5 April 2022

The Metals Company collaborate with Epsilon Carbon on nodule processing plant

Agreement will see pre-feasibility study completed for facility in India.

The Metals Company (TMC), formerly Deep Green Metals, an explorer of lower-impact battery metals from seafloor polymetallic nodules, has signed a non-binding Memorandum of Understanding with Epsilon Carbon to complete a pre-feasibility study for a commercial-scale deep-sea nodule processing plant in India called Project Zero Plant.

The company said targeted production capacity is more than 30,000 tonnes per annum of an intermediate nickel-copper-cobalt matte product used for active cathode material for nickel manganese cobalt and other nickel-rich cathode chemistries for lithium-ion batteries and more than 750,000 tonnes per annum of manganese silicate by-product expected to be used in manganese alloy production for the steel industry.

In January 2022, TMC announced the completion of its latest offshore research campaign, Environmental Expedition 5E, a targeted sampling campaign of both benthic and pelagic fauna with wider investigations to characterize ecosystem function on the abyssal seafloor.

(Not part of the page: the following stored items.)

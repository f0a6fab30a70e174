use crate::ports::BlockFilterEnginePort;
use sinkhole_domain::DomainError;
use std::sync::Arc;
use tracing::{info, instrument};

/// Enable or disable a source by name.
///
/// The change is persisted immediately and applies to the ruleset on the
/// next reload.
pub struct ToggleSourceUseCase {
    engine: Arc<dyn BlockFilterEnginePort>,
}

impl ToggleSourceUseCase {
    pub fn new(engine: Arc<dyn BlockFilterEnginePort>) -> Self {
        Self { engine }
    }

    #[instrument(skip(self))]
    pub async fn execute(&self, name: &str, enabled: bool) -> Result<(), DomainError> {
        self.engine.toggle_source(name, enabled).await?;

        info!(source = %name, enabled, "Blocklist source toggled");

        Ok(())
    }
}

The completion of the six-week expedition — the company’s fifth environmental campaign in the last twelve months — marked the latest offshore campaign required to develop an environmental baseline of the proposed operating environment in the Clarion Clipperton Zone of the Pacific Ocean and characterise the potential impacts of its proposed nodule collection operations to source critical battery metals from deep-sea polymetallic nodules.

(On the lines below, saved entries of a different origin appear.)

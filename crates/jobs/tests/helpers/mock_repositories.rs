#![allow(dead_code)]

use async_trait::async_trait;
use sinkhole_application::ports::{BlockFilterEnginePort, FilterDecision};
use sinkhole_domain::{
    BlocklistSource, DomainError, LoadReport, LoadStats, LocalDnsRecord,
};
use std::net::IpAddr;
use std::sync::atomic::{AtomicBool, AtomicUsize, Ordering};

/// Engine that only counts reloads; every reload reports `domains` rules.
pub struct CountingEngine {
    reloads: AtomicUsize,
    fail: AtomicBool,
    domains: usize,
}

impl CountingEngine {
    pub fn new(domains: usize) -> Self {
        Self {
            reloads: AtomicUsize::new(0),
            fail: AtomicBool::new(false),
            domains,
        }
    }

    pub fn set_fail(&self, fail: bool) {
        self.fail.store(fail, Ordering::SeqCst);
    }

    /// Reload attempts, failed ones included.
    pub fn reloads(&self) -> usize {
        self.reloads.load(Ordering::SeqCst)
    }
}

#[async_trait]
impl BlockFilterEnginePort for CountingEngine {
    fn check(&self, _domain: &str) -> FilterDecision {
        FilterDecision::Allow
    }

    fn lookup_local(&self, _domain: &str) -> Option<Vec<IpAddr>> {
        None
    }

    fn compiled_domain_count(&self) -> usize {
        self.domains
    }

    fn last_load_report(&self) -> LoadReport {
        LoadReport::default()
    }

    async fn reload(&self) -> Result<LoadReport, DomainError> {
        self.reloads.fetch_add(1, Ordering::SeqCst);
        if self.fail.load(Ordering::SeqCst) {
            return Err(DomainError::CacheDirUnavailable {
                path: "/unwritable".into(),
                reason: "permission denied".into(),
            });
        }
        Ok(LoadReport {
            stats: LoadStats {
                total_domains: self.domains,
                ..LoadStats::default()
            },
            errors: vec![],
        })
    }

    fn list_sources(&self) -> Vec<BlocklistSource> {
        vec![]
    }

    async fn toggle_source(&self, name: &str, _enabled: bool) -> Result<(), DomainError> {
        Err(DomainError::SourceNotFound(name.to_string()))
    }

    async fn add_allowed(&self, _domain: &str) -> Result<(), DomainError> {
        Ok(())
    }

    async fn remove_allowed(&self, _domain: &str) -> Result<(), DomainError> {
        Ok(())
    }

    fn list_allowed(&self) -> Vec<String> {
        vec![]
    }

    async fn add_local_record(&self, _domain: &str, _ip: IpAddr) -> Result<(), DomainError> {
        Ok(())
    }

    async fn remove_local_record(&self, domain: &str) -> Result<(), DomainError> {
        Err(DomainError::LocalRecordNotFound(domain.to_string()))
    }

    fn list_local_records(&self) -> Vec<LocalDnsRecord> {
        vec![]
    }

    async fn invalidate_cache(&self) -> Result<(), DomainError> {
        Ok(())
    }
}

‘Over the last three years, we have engaged with many parties and visited plants around the world in search of the right onshore partners,’ TMC CEO Gerard Barron said in a press release accompanying the announcement. ‘In Epsilon Carbon, we have found a rare mix: a proven operational execution track record in anode materials, a 21st century approach to industrial development grounded in making use of waste products, deep care about safety, environmental and social impacts, and an entrepreneurial ambition to develop cathode precursor materials.’